Azeez Al-Shaair just got paid like a star, and now he’s getting compared to one of the most unhinged personalities in sports history. ESPN’s Jeremy Fowler ranked the Houston Texans linebacker No. 6 among the NFL’s best off-ball linebackers, and the scouting report that came with it is something else.
An NFL personnel evaluator told Fowler: “He’s the Dennis Rodman of linebackers. He gets in everyone’s head. He can run all day and can play every down.” That’s high praise and kind of a warning at the same time. Rodman was a Hall of Famer and a walking chaos agent. Al-Shaair seems to lean into the comparison.
The 27-year-old linebacker signed a three-year, $54 million deal with the Texans this offseason. It was a reward for a breakout season where he earned his first Pro Bowl nod, racked up 103 tackles and defended nine passes. But the money isn’t what made people take notice. It’s the way he plays.
From Afterthought to Anchor
Before last season, Al-Shaair wasn’t on anyone’s radar outside of Houston. He bounced around. Started his career in San Francisco, spent time in Tennessee. Nothing special on paper. But when the Texans defense turned into one of the league’s most physical units, Al-Shaair became its pulse.
Fowler noted that Al-Shaair appeared on all but one ballot for his ranking. That’s a huge shift from previous years when he wasn’t even in the conversation. “The veteran linebacker wasn’t a factor in previous rankings,” Fowler wrote. “But after embodying Houston’s ultra-physical defense and landing a three-year, $54 million deal, league-wide recognition followed.”
His nine passes defended were the most for a Texans player with 100 tackles since Brian Cushing had 10 back in 2009. That stat alone shows he’s not just a thumper. He can cover, too. And because Houston’s pass rush is so good, they don’t have to blitz much. That lets Al-Shaair sit in the middle of the field, read plays and clean up messes in the run game.
One NFL coordinator described him as “specialized by scheme a bit” but added: “He’s explosive and good in coverage.”
The Superpower That Gets Him in Trouble
According to The Athletic, part of what makes Al-Shaair effective is his ability to generate force in tight spaces. Texans defensive coordinator Matt Burke explained it simply: “He has a real ability to uncoil in a short space. He does it at a high speed of approach, and that’s where you see a lot of those big collisions. That’s part of his superpower.”
That Rodman comparison probably comes from the edge he plays with. The guy doesn’t just tackle. He hits with intent. And sometimes that crosses a line. He’s drawn criticism for plays that border on reckless. But the Texans have his back.

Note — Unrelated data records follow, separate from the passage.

use anyhow::{bail, Context};
use clap::Parser;
use eoka_navigator::{
    ChatClient, ChatDecisionService, ChatDescriptionParser, EokaLauncher, LoggingConfig, Navigator,
    NavigatorConfig, PagePool, SessionReport, SessionRequest,
};
use std::fs::OpenOptions;
use std::path::PathBuf;
use std::sync::{Arc, Mutex};
use tracing::{warn, Level};
use tracing_subscriber::FmtSubscriber;

#[derive(Parser)]
#[command(name = "eoka-navigator")]
#[command(about = "Goal-driven browser navigation")]
#[command(version)]
struct Cli {
    /// Start URL
    #[arg(required_unless_present_any = ["jobs", "check"])]
    url: Option<String>,

    /// What to accomplish, in plain language
    #[arg(required_unless_present_any = ["jobs", "check"])]
    goal: Option<String>,

    /// YAML config file
    #[arg(short, long, value_name = "FILE")]
    config: Option<PathBuf>,

    /// Maximum turns per session (overrides config)
    #[arg(long)]
    max_turns: Option<usize>,

    /// Run in headless mode (overrides config)
    #[arg(long)]
    headless: bool,

    /// Write the JSON report to a file
    #[arg(short, long, value_name = "FILE")]
    output: Option<PathBuf>,

    /// YAML list of {url, goal, max_turns} sessions to run concurrently
    #[arg(long, value_name = "FILE")]
    jobs: Option<PathBuf>,

    /// Validate config without running
    #[arg(long)]
    check: bool,

    /// Verbose output (-v for info, -vv for debug)
    #[arg(short, long, action = clap::ArgAction::Count)]
    verbose: u8,

    /// Quiet mode (only errors)
    #[arg(short, long)]
    quiet: bool,
}

#[tokio::main]
async fn main() -> anyhow::Result<()> {
    let cli = Cli::parse();
    let _ = dotenvy::dotenv();

    let mut config = match &cli.config {
        Some(path) => NavigatorConfig::load(path)
            .with_context(|| format!("loading {}", path.display()))?,
        None => NavigatorConfig::default(),
    };
    config.apply_env()?;
    if cli.headless {
        config.browser.headless = true;
    }
    if let Some(turns) = cli.max_turns {
        if turns == 0 {
            bail!("--max-turns must be at least 1");
        }
        config.session.max_turns = turns;
    }

    init_logging(&cli, &config.logging)?;

    if cli.check {
        println!("Config valid");
        println!("  Model: {} ({})", config.llm.model, config.llm.endpoint);
        println!("  API key: {}", if config.llm.api_key.is_some() { "set" } else { "missing" });
        println!("  Max turns: {}", config.session.max_turns);
        println!("  Concurrent pages: {}", config.browser.max_concurrent_pages);
        println!();
        print!("{}", serde_yaml::to_string(&config)?);
        return Ok(());
    }

    let requests = match (&cli.jobs, &cli.url, &cli.goal) {
        (Some(path), _, _) => {
            let content = std::fs::read_to_string(path)
                .with_context(|| format!("reading {}", path.display()))?;
            let jobs: Vec<SessionRequest> = serde_yaml::from_str(&content)
                .with_context(|| format!("parsing {}", path.display()))?;
            if jobs.is_empty() {
                bail!("{} lists no sessions", path.display());
            }
            jobs
        }
        (None, Some(url), Some(goal)) => vec![SessionRequest::new(url, goal)],
        _ => bail!("URL and GOAL are required unless --jobs is given"),
    };

    let client = ChatClient::new(&config.llm)?;
    let navigator = Navigator::new(&config, ChatDecisionService::new(client.clone(), &config.llm))
        .with_parser(ChatDescriptionParser::new(client));

    let launcher = EokaLauncher::launch(&config.browser).await?;
    let pool = Arc::new(PagePool::new(launcher, config.browser.max_concurrent_pages));
    let reports = Arc::new(navigator).run_all(pool.clone(), requests).await;

    match Arc::try_unwrap(pool) {
        Ok(pool) => pool.into_factory().shutdown().await?,
        Err(_) => warn!("page pool still in use; leaving browser to exit with the process"),
    }

    for report in &reports {
        print_report(report);
    }

    if let Some(path) = &cli.output {
        let json = match reports.as_slice() {
            [single] => serde_json::to_string_pretty(single)?,
            many => serde_json::to_string_pretty(many)?,
        };
        std::fs::write(path, json).with_context(|| format!("writing {}", path.display()))?;
        println!("\nReport written to {}", path.display());
    }

    if reports.iter().any(|r| r.has_fault() || !r.made_progress()) {
        std::process::exit(1);
    }
    Ok(())
}

fn init_logging(cli: &Cli, logging: &LoggingConfig) -> anyhow::Result<()> {
    let level = if cli.quiet {
        Level::ERROR
    } else {
        match cli.verbose {
            0 => logging.level.parse().unwrap_or(Level::INFO),
            1 => Level::INFO,
            _ => Level::DEBUG,
        }
    };

    let builder = FmtSubscriber::builder()
        .with_max_level(level)
        .with_target(false)
        .with_thread_ids(false)
        .with_file(false)
        .with_line_number(false)
        .compact();

    match &logging.file {
        Some(path) => {
            let file = OpenOptions::new()
                .create(true)
                .append(true)
                .open(path)
                .with_context(|| format!("opening log file {}", path))?;
            builder.with_ansi(false).with_writer(Mutex::new(file)).init();
        }
        None => builder.init(),
    }
    Ok(())
}

fn print_report(report: &SessionReport) {
    println!();
    if !report.has_fault() && report.made_progress() {
        println!("✓ {}", report.goal);
    } else {
        println!("✗ {}", report.goal);
    }
    println!("  Start: {}", report.start_url);
    println!("  Final: {}", report.final_url);
    println!("  Turns: {}/{}", report.total_actions, report.turns_allowed);
    if report.navigation_path.len() > 1 {
        println!("  Path: {}", report.navigation_path.join(" -> "));
    }
    println!("  Strategies learned: {}", report.strategies_learned);
    if !report.errors.is_empty() {
        println!("  Errors: {}", report.errors.len());
        for e in &report.errors {
            println!("    - [turn {}] {}", e.turn, e.message);
        }
    }
    if let Some(title) = report
        .extracted_content
        .get("title")
        .or_else(|| report.extracted_content.get("final_title"))
        .and_then(|v| v.as_str())
    {
        println!("  Page: {}", title);
    }
    for line in report.conversation_summary.lines() {
        println!("  {}", line);
    }
}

GM Nick Caserio put it this way: “When he’s on the field, he plays the way DeMeco wants the team to play. And when he’s off the field, he represents the organization the way the McNair family wants to be represented. I would say that’s kind of rare.”
So yeah, the Texans have a $54 million linebacker who gets compared to Dennis Rodman, and they’re fine with it. The rest of the league might want to buckle up.